> Exercise data
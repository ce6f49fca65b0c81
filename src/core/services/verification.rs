// src/core/services/verification.rs
use chrono::Utc;
use parking_lot::Mutex;
use serde::Serialize;
use std::sync::Arc;
use std::time::Duration;
use tokio::sync::{mpsc, watch};
use tokio::time::Instant;
use tracing::{debug, error, info, warn};

use crate::{
    blockchain::LedgerClient,
    core::{
        crypto::DigestService,
        export::{ExportArtifact, ExportPayload, ExportService},
        identity::{Fingerprint, VerificationRecord, VerificationRequest},
    },
    utils::{
        error::{Result, VerifyError},
        metrics::WorkflowMetrics,
    },
};

#[derive(Debug, Clone, PartialEq, Eq, Serialize)]
#[serde(tag = "state", content = "detail", rename_all = "camelCase")]
pub enum WorkflowState {
    Idle,
    Scanning,
    Verified(VerificationRecord),
    NotFound,
    ConnectionError { reason: String },
}

impl WorkflowState {
    pub fn status_message(&self) -> &'static str {
        match self {
            WorkflowState::Idle => "Ready to scan",
            WorkflowState::Scanning => "Scanning ledger...",
            WorkflowState::Verified(_) => "Verified successfully",
            WorkflowState::NotFound => "Verification failed",
            WorkflowState::ConnectionError { .. } => "Error connecting",
        }
    }

    pub fn record(&self) -> Option<&VerificationRecord> {
        match self {
            WorkflowState::Verified(record) => Some(record),
            _ => None,
        }
    }

    pub fn is_scanning(&self) -> bool {
        matches!(self, WorkflowState::Scanning)
    }
}

/// User-facing messages that accompany a transition or an export.
#[derive(Debug, Clone, PartialEq, Eq, Serialize)]
#[serde(tag = "kind", rename_all = "camelCase")]
pub enum Notice {
    NotFound { fingerprint: String },
    ConnectionError { reason: String },
    Exported { path: String },
    ExportFailed { reason: String },
}

impl Notice {
    pub fn message(&self) -> String {
        match self {
            Notice::NotFound { .. } => "Identity not found on the ledger".to_string(),
            Notice::ConnectionError { reason } => format!("Could not reach the ledger: {}", reason),
            Notice::Exported { path } => format!("Identity card saved to {}", path),
            Notice::ExportFailed { reason } => format!("Error generating identity card: {}", reason),
        }
    }
}

#[derive(Debug, Clone, PartialEq, Eq, Serialize)]
#[serde(tag = "event", rename_all = "camelCase")]
pub enum WorkflowEvent {
    StateChanged { attempt: u64, state: WorkflowState },
    Notice(Notice),
}

pub type EventSender = mpsc::UnboundedSender<WorkflowEvent>;
pub type EventReceiver = mpsc::UnboundedReceiver<WorkflowEvent>;

pub fn event_channel() -> (EventSender, EventReceiver) {
    mpsc::unbounded_channel()
}

struct Inner {
    state: WorkflowState,
    /// Token of the most recent submission. Bumped by every submission and
    /// every reset, so a completion carrying an older token is stale.
    attempt: u64,
}

/// Drives a document from raw input to a resolved [`WorkflowState`].
///
/// At most one lookup is in flight: submissions made while `Scanning` are
/// rejected with [`VerifyError::Busy`]. `reset` does not cancel a running
/// lookup; its result is discarded when it arrives.
pub struct VerificationController {
    digest: Arc<dyn DigestService>,
    ledger: Arc<dyn LedgerClient>,
    exporter: Arc<dyn ExportService>,
    scan_delay: Duration,
    inner: Mutex<Inner>,
    state_tx: watch::Sender<WorkflowState>,
    events: Option<EventSender>,
    metrics: Arc<WorkflowMetrics>,
}

impl VerificationController {
    pub fn new(
        digest: Arc<dyn DigestService>,
        ledger: Arc<dyn LedgerClient>,
        exporter: Arc<dyn ExportService>,
    ) -> Self {
        let (state_tx, _) = watch::channel(WorkflowState::Idle);
        Self {
            digest,
            ledger,
            exporter,
            scan_delay: Duration::ZERO,
            inner: Mutex::new(Inner {
                state: WorkflowState::Idle,
                attempt: 0,
            }),
            state_tx,
            events: None,
            metrics: Arc::new(WorkflowMetrics::new()),
        }
    }

    /// Minimum time spent in `Scanning` before the ledger is queried.
    pub fn with_scan_delay(mut self, delay: Duration) -> Self {
        self.scan_delay = delay;
        self
    }

    pub fn with_events(mut self, sender: EventSender) -> Self {
        self.events = Some(sender);
        self
    }

    pub fn with_metrics(mut self, metrics: Arc<WorkflowMetrics>) -> Self {
        self.metrics = metrics;
        self
    }

    pub fn state(&self) -> WorkflowState {
        self.inner.lock().state.clone()
    }

    pub fn subscribe(&self) -> watch::Receiver<WorkflowState> {
        self.state_tx.subscribe()
    }

    pub fn metrics(&self) -> Arc<WorkflowMetrics> {
        self.metrics.clone()
    }

    pub async fn submit(&self, request: VerificationRequest) -> Result<WorkflowState> {
        match request {
            VerificationRequest::File(bytes) => self.submit_file(&bytes).await,
            VerificationRequest::ManualHash(hash) => self.submit_fingerprint(hash.trim()).await,
        }
    }

    /// Fingerprints the document and looks it up.
    pub async fn submit_file(&self, bytes: &[u8]) -> Result<WorkflowState> {
        if bytes.is_empty() {
            return Err(VerifyError::EmptyInput);
        }
        if self.inner.lock().state.is_scanning() {
            return Err(VerifyError::Busy);
        }

        let fingerprint = self.digest.digest(bytes)?;
        debug!(%fingerprint, size = bytes.len(), "Computed document fingerprint");
        self.submit_fingerprint(fingerprint.as_str()).await
    }

    /// Looks up a fingerprint. The state moves to `Scanning` before the input
    /// is validated; a malformed fingerprint resolves to `ConnectionError`.
    ///
    /// Returns the resolved state, or [`VerifyError::Superseded`] if a reset
    /// or newer submission happened while this one was in flight.
    pub async fn submit_fingerprint(&self, fingerprint: &str) -> Result<WorkflowState> {
        let attempt = self.begin()?;
        self.metrics.record_submission();

        if !self.scan_delay.is_zero() {
            tokio::time::sleep(self.scan_delay).await;
        }

        let (resolved, lookup_time) = match Fingerprint::parse(fingerprint) {
            Ok(parsed) => {
                let started = Instant::now();
                let resolved = self.resolve(attempt, parsed).await;
                (resolved, Some(started.elapsed()))
            }
            Err(e) => {
                warn!(attempt, "Rejected fingerprint: {}", e);
                let resolved = WorkflowState::ConnectionError {
                    reason: e.to_string(),
                };
                (resolved, None)
            }
        };

        self.complete(attempt, fingerprint, resolved, lookup_time)
    }

    /// Back to `Idle`, dropping any record. Any lookup still in flight
    /// becomes stale.
    pub fn reset(&self) {
        let mut inner = self.inner.lock();
        inner.attempt += 1;
        self.publish(&mut inner, WorkflowState::Idle);
        info!(attempt = inner.attempt, "Workflow reset");
    }

    /// Renders the held record through the export service. Only valid in
    /// `Verified`; never changes state.
    pub fn export_current(&self) -> Result<ExportArtifact> {
        let record = match &self.inner.lock().state {
            WorkflowState::Verified(record) => record.clone(),
            other => {
                warn!(state = other.status_message(), "Export requested without a verified record");
                return Err(VerifyError::NotVerified);
            }
        };

        let payload = ExportPayload::from_record(&record);
        match self.exporter.render(&payload) {
            Ok(artifact) => {
                self.metrics.record_export(true);
                self.emit(WorkflowEvent::Notice(Notice::Exported {
                    path: artifact.path.display().to_string(),
                }));
                Ok(artifact)
            }
            Err(e) => {
                self.metrics.record_export(false);
                error!(fingerprint = %record.fingerprint, "Export failed: {}", e);
                self.emit(WorkflowEvent::Notice(Notice::ExportFailed {
                    reason: e.to_string(),
                }));
                Err(e.into())
            }
        }
    }

    fn begin(&self) -> Result<u64> {
        let mut inner = self.inner.lock();
        if inner.state.is_scanning() {
            debug!(attempt = inner.attempt, "Rejected submission while scanning");
            return Err(VerifyError::Busy);
        }
        inner.attempt += 1;
        let attempt = inner.attempt;
        self.publish(&mut inner, WorkflowState::Scanning);
        info!(attempt, "Scanning ledger");
        Ok(attempt)
    }

    async fn resolve(&self, attempt: u64, fingerprint: Fingerprint) -> WorkflowState {
        match self.ledger.lookup(&fingerprint).await {
            Ok(false) => WorkflowState::NotFound,
            Ok(true) => match self.ledger.fetch_record(&fingerprint).await {
                Ok(fields) => {
                    WorkflowState::Verified(VerificationRecord::new(fingerprint, fields, Utc::now()))
                }
                Err(e) => {
                    error!(attempt, %fingerprint, "Failed to fetch record: {}", e);
                    WorkflowState::ConnectionError {
                        reason: e.to_string(),
                    }
                }
            },
            Err(e) => {
                error!(attempt, %fingerprint, "Ledger lookup failed: {}", e);
                WorkflowState::ConnectionError {
                    reason: e.to_string(),
                }
            }
        }
    }

    fn complete(
        &self,
        attempt: u64,
        fingerprint: &str,
        resolved: WorkflowState,
        lookup_time: Option<Duration>,
    ) -> Result<WorkflowState> {
        let mut inner = self.inner.lock();
        if inner.attempt != attempt {
            self.metrics.record_superseded();
            debug!(
                attempt,
                current = inner.attempt,
                "Discarding stale completion"
            );
            return Err(VerifyError::Superseded(attempt));
        }

        if let Some(elapsed) = lookup_time {
            self.metrics.record_lookup(elapsed);
        }

        match &resolved {
            WorkflowState::Verified(record) => {
                self.metrics.record_verified();
                info!(attempt, fingerprint = %record.fingerprint, "Document verified");
            }
            WorkflowState::NotFound => {
                self.metrics.record_not_found();
                info!(attempt, "Document not found on ledger");
            }
            WorkflowState::ConnectionError { .. } => self.metrics.record_connection_error(),
            WorkflowState::Idle | WorkflowState::Scanning => {}
        }

        self.publish(&mut inner, resolved.clone());

        let notice = match &resolved {
            WorkflowState::NotFound => Some(Notice::NotFound {
                fingerprint: fingerprint.to_string(),
            }),
            WorkflowState::ConnectionError { reason } => Some(Notice::ConnectionError {
                reason: reason.clone(),
            }),
            _ => None,
        };
        if let Some(notice) = notice {
            self.emit(WorkflowEvent::Notice(notice));
        }

        Ok(resolved)
    }

    /// Must be called with the lock held so events leave in transition order.
    fn publish(&self, inner: &mut Inner, state: WorkflowState) {
        inner.state = state.clone();
        self.state_tx.send_replace(state.clone());
        self.emit(WorkflowEvent::StateChanged {
            attempt: inner.attempt,
            state,
        });
    }

    fn emit(&self, event: WorkflowEvent) {
        if let Some(sender) = &self.events {
            // A dropped receiver just means nobody is listening.
            let _ = sender.send(event);
        }
    }
}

> Directions for this task
Take every line of the material that contains the word "fields", and copy it.

> Written response
                Ok(fields) => {
                    WorkflowState::Verified(VerificationRecord::new(fingerprint, fields, Utc::now()))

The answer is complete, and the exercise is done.